» EXERCISE INSTRUCTIONS
Look through the listing below, and wherever a line has the string "London", pull it out.

#### SOURCE DATA

#[cfg(test)]
mod tests {
    use chrono::{Duration, Utc};

    use super::*;
    use crate::{DeliveryDetails, ItemStatus, Money, NewOrderItem, Version};

    fn delivery() -> DeliveryDetails {
        DeliveryDetails {
            address: "1 Market St".to_string(),
            phone: "555-0100".to_string(),
            first_name: "Ada".to_string(),
            last_name: "Lovelace".to_string(),
            city: "London".to_string(),
            region: "Greater London".to_string(),
        }
    }

    fn new_item(seller_id: UserId, cents: i64) -> NewOrderItem {
        NewOrderItem {
            product_id: ProductId::new(),
            seller_id,
            product_name: "Widget".to_string(),
            image_urls: vec![],
            variant: None,
            quantity: 1,
            unit_price: Money::from_cents(cents),
        }
    }

    fn new_order(buyer_id: UserId, items: Vec<NewOrderItem>) -> NewOrder {
        let now = Utc::now();
        NewOrder {
            id: OrderId::new(),
            buyer_id,
            delivery: delivery(),
            estimated_delivery: now + Duration::days(5),
            created_at: now,
            items,
            cart_lines: vec![],
        }
    }

    /// An order consuming exactly `lines`.
    fn order_from_cart(buyer_id: UserId, lines: Vec<CartLine>) -> NewOrder {
        let items = lines
            .iter()
            .map(|line| NewOrderItem {
                product_id: line.product_id,
                variant: line.variant.clone(),
                quantity: line.quantity,
                ..new_item(UserId::new(), 100)
            })
            .collect();
        NewOrder {
            cart_lines: lines,
            ..new_order(buyer_id, items)
        }
    }

    #[tokio::test]
    async fn place_order_writes_rows_and_clears_cart() {
        let store = InMemoryOrderStore::new();
        let buyer = UserId::new();
        let line = CartLine::new(buyer, ProductId::new(), 1);
        store.put_cart_line(line.clone()).await;

        let placed = store
            .place_order(order_from_cart(buyer, vec![line]))
            .await
            .unwrap();

        assert_eq!(placed.items.len(), 1);
        assert_eq!(store.order_count().await, 1);
        assert_eq!(store.item_count().await, 1);
        assert!(store.read_cart_lines(buyer).await.unwrap().is_empty());
    }

    #[tokio::test]
    async fn cart_is_consumed_by_one_order_only() {
        let store = InMemoryOrderStore::new();
        let buyer = UserId::new();
        let line = CartLine::new(buyer, ProductId::new(), 2);
        store.put_cart_line(line.clone()).await;

        store
            .place_order(order_from_cart(buyer, vec![line.clone()]))
            .await
            .unwrap();
        let second = store.place_order(order_from_cart(buyer, vec![line])).await;

        assert!(matches!(second, Err(StoreError::CartChanged { buyer_id }) if buyer_id == buyer));
        assert_eq!(store.order_count().await, 1);
        assert_eq!(store.item_count().await, 1);
    }

    #[tokio::test]
    async fn line_added_after_read_stays_in_cart() {
        let store = InMemoryOrderStore::new();
        let buyer = UserId::new();
        let first = CartLine::new(buyer, ProductId::new(), 1);
        let late = CartLine::new(buyer, ProductId::new(), 1);
        store.put_cart_line(first.clone()).await;
        store.put_cart_line(late.clone()).await;

        let placed = store
            .place_order(order_from_cart(buyer, vec![first]))
            .await
            .unwrap();

        assert_eq!(placed.items.len(), 1);
        assert_eq!(store.read_cart_lines(buyer).await.unwrap(), vec![late]);
    }

    #[tokio::test]
    async fn changed_quantity_rejects_order_and_keeps_cart() {
        let store = InMemoryOrderStore::new();
        let buyer = UserId::new();
        let product = ProductId::new();
        let read = CartLine::new(buyer, product, 1);
        store.put_cart_line(read.clone()).await;
        store.put_cart_line(CartLine::new(buyer, product, 3)).await;

        let result = store.place_order(order_from_cart(buyer, vec![read])).await;

        assert!(matches!(result, Err(StoreError::CartChanged { .. })));
        assert_eq!(store.order_count().await, 0);
        assert_eq!(store.read_cart_lines(buyer).await.unwrap()[0].quantity, 3);
    }

    #[tokio::test]
    async fn place_order_rejects_empty_order() {
        let store = InMemoryOrderStore::new();
        let result = store.place_order(new_order(UserId::new(), vec![])).await;
        assert!(matches!(result, Err(StoreError::EmptyOrder)));
        assert_eq!(store.order_count().await, 0);
    }

    #[tokio::test]
    async fn injected_failure_leaves_cart_and_orders_untouched() {
        let store = InMemoryOrderStore::new();
        let buyer = UserId::new();
        let line = CartLine::new(buyer, ProductId::new(), 1);
        store.put_cart_line(line.clone()).await;
        store.set_fail_on_place(true).await;

        let result = store.place_order(order_from_cart(buyer, vec![line])).await;

        assert!(matches!(result, Err(StoreError::Unavailable(_))));
        assert_eq!(store.order_count().await, 0);
        assert_eq!(store.item_count().await, 0);
        assert_eq!(store.read_cart_lines(buyer).await.unwrap().len(), 1);
    }

    #[tokio::test]
    async fn put_cart_line_replaces_same_product() {
        let store = InMemoryOrderStore::new();
        let buyer = UserId::new();
        let product = ProductId::new();
        store.put_cart_line(CartLine::new(buyer, product, 1)).await;
        store.put_cart_line(CartLine::new(buyer, product, 4)).await;

        let lines = store.read_cart_lines(buyer).await.unwrap();
        assert_eq!(lines.len(), 1);
        assert_eq!(lines[0].quantity, 4);

        store.clear_cart(buyer).await.unwrap();
        assert!(store.read_cart_lines(buyer).await.unwrap().is_empty());
    }

    #[tokio::test]
    async fn transition_item_applies_compare_and_set() {
        let store = InMemoryOrderStore::new();
        let buyer = UserId::new();
        let placed = store
            .place_order(new_order(buyer, vec![new_item(UserId::new(), 100)]))
            .await
            .unwrap();
        let item = &placed.items[0];
        let later = item.updated_at + Duration::seconds(1);

        let updated = store
            .transition_item(ItemTransition {
                order_id: item.order_id,
                product_id: item.product_id,
                expected_version: Version::first(),
                status: ItemStatus::Paid,
                cancel_reason: None,
                at: later,
            })
            .await
            .unwrap();
        assert_eq!(updated.status, ItemStatus::Paid);
        assert_eq!(updated.version, Version::new(2));

        let orders = store
            .find_orders(OrderQuery::new().order_id(item.order_id))
            .await
            .unwrap();
        assert_eq!(orders[0].order.updated_at, later);

        let stale = store
            .transition_item(ItemTransition {
                order_id: item.order_id,
                product_id: item.product_id,
                expected_version: Version::first(),
                status: ItemStatus::Paid,
                cancel_reason: None,
                at: later,
            })
            .await;
        assert!(matches!(
            stale,
            Err(StoreError::StaleItem { actual, .. }) if actual == Version::new(2)
        ));
    }

    #[tokio::test]
    async fn transition_unknown_item_fails() {
        let store = InMemoryOrderStore::new();
        let result = store
            .transition_item(ItemTransition {
                order_id: OrderId::new(),
                product_id: ProductId::new(),
                expected_version: Version::first(),
                status: ItemStatus::Paid,
                cancel_reason: None,
                at: Utc::now(),
            })
            .await;
        assert!(matches!(result, Err(StoreError::ItemNotFound { .. })));
    }

    #[tokio::test]
    async fn find_item_returns_buyer() {
        let store = InMemoryOrderStore::new();
        let buyer = UserId::new();
        let placed = store
            .place_order(new_order(buyer, vec![new_item(UserId::new(), 100)]))
            .await
            .unwrap();
        let item = &placed.items[0];

        let located = store
            .find_item(item.order_id, item.product_id)
            .await
            .unwrap()
            .unwrap();
        assert_eq!(located.buyer_id, buyer);
        assert_eq!(&located.item, item);

        let missing = store
            .find_item(item.order_id, ProductId::new())
            .await
            .unwrap();
        assert!(missing.is_none());
    }

    #[tokio::test]
    async fn seller_query_scopes_items() {
        let store = InMemoryOrderStore::new();
        let buyer = UserId::new();
        let s1 = UserId::new();
        let s2 = UserId::new();
        let s3 = UserId::new();
        store
            .place_order(new_order(
                buyer,
                vec![new_item(s1, 1000), new_item(s2, 500), new_item(s1, 300)],
            ))
            .await
            .unwrap();

        let for_s1 = store.find_orders(OrderQuery::for_seller(s1)).await.unwrap();
        assert_eq!(for_s1.len(), 1);
        assert_eq!(for_s1[0].items.len(), 2);
        assert!(for_s1[0].items.iter().all(|i| i.seller_id == s1));
        assert_eq!(for_s1[0].total().cents(), 1300);

        let for_s3 = store.find_orders(OrderQuery::for_seller(s3)).await.unwrap();
        assert!(for_s3.is_empty());
    }

    #[tokio::test]
    async fn buyer_query_is_newest_first_with_paging() {
        let store = InMemoryOrderStore::new();
        let buyer = UserId::new();
        let mut ids = Vec::new();
        for offset in 0..3 {
            let mut order = new_order(buyer, vec![new_item(UserId::new(), 100)]);
            order.created_at = order.created_at + Duration::minutes(offset);
            ids.push(order.id);
            store.place_order(order).await.unwrap();
        }
        store
            .place_order(new_order(UserId::new(), vec![new_item(UserId::new(), 100)]))
            .await
            .unwrap();

        let all = store.find_orders(OrderQuery::for_buyer(buyer)).await.unwrap();
        let got: Vec<OrderId> = all.iter().map(|o| o.order.id).collect();
        assert_eq!(got, vec![ids[2], ids[1], ids[0]]);

        let page = store
            .find_orders(OrderQuery::for_buyer(buyer).offset(1).limit(1))
            .await
            .unwrap();
        assert_eq!(page.len(), 1);
        assert_eq!(page[0].order.id, ids[1]);
    }
}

########

» RESPONSE TO THIS EXERCISE
            city: "London".to_string(),
            region: "Greater London".to_string(),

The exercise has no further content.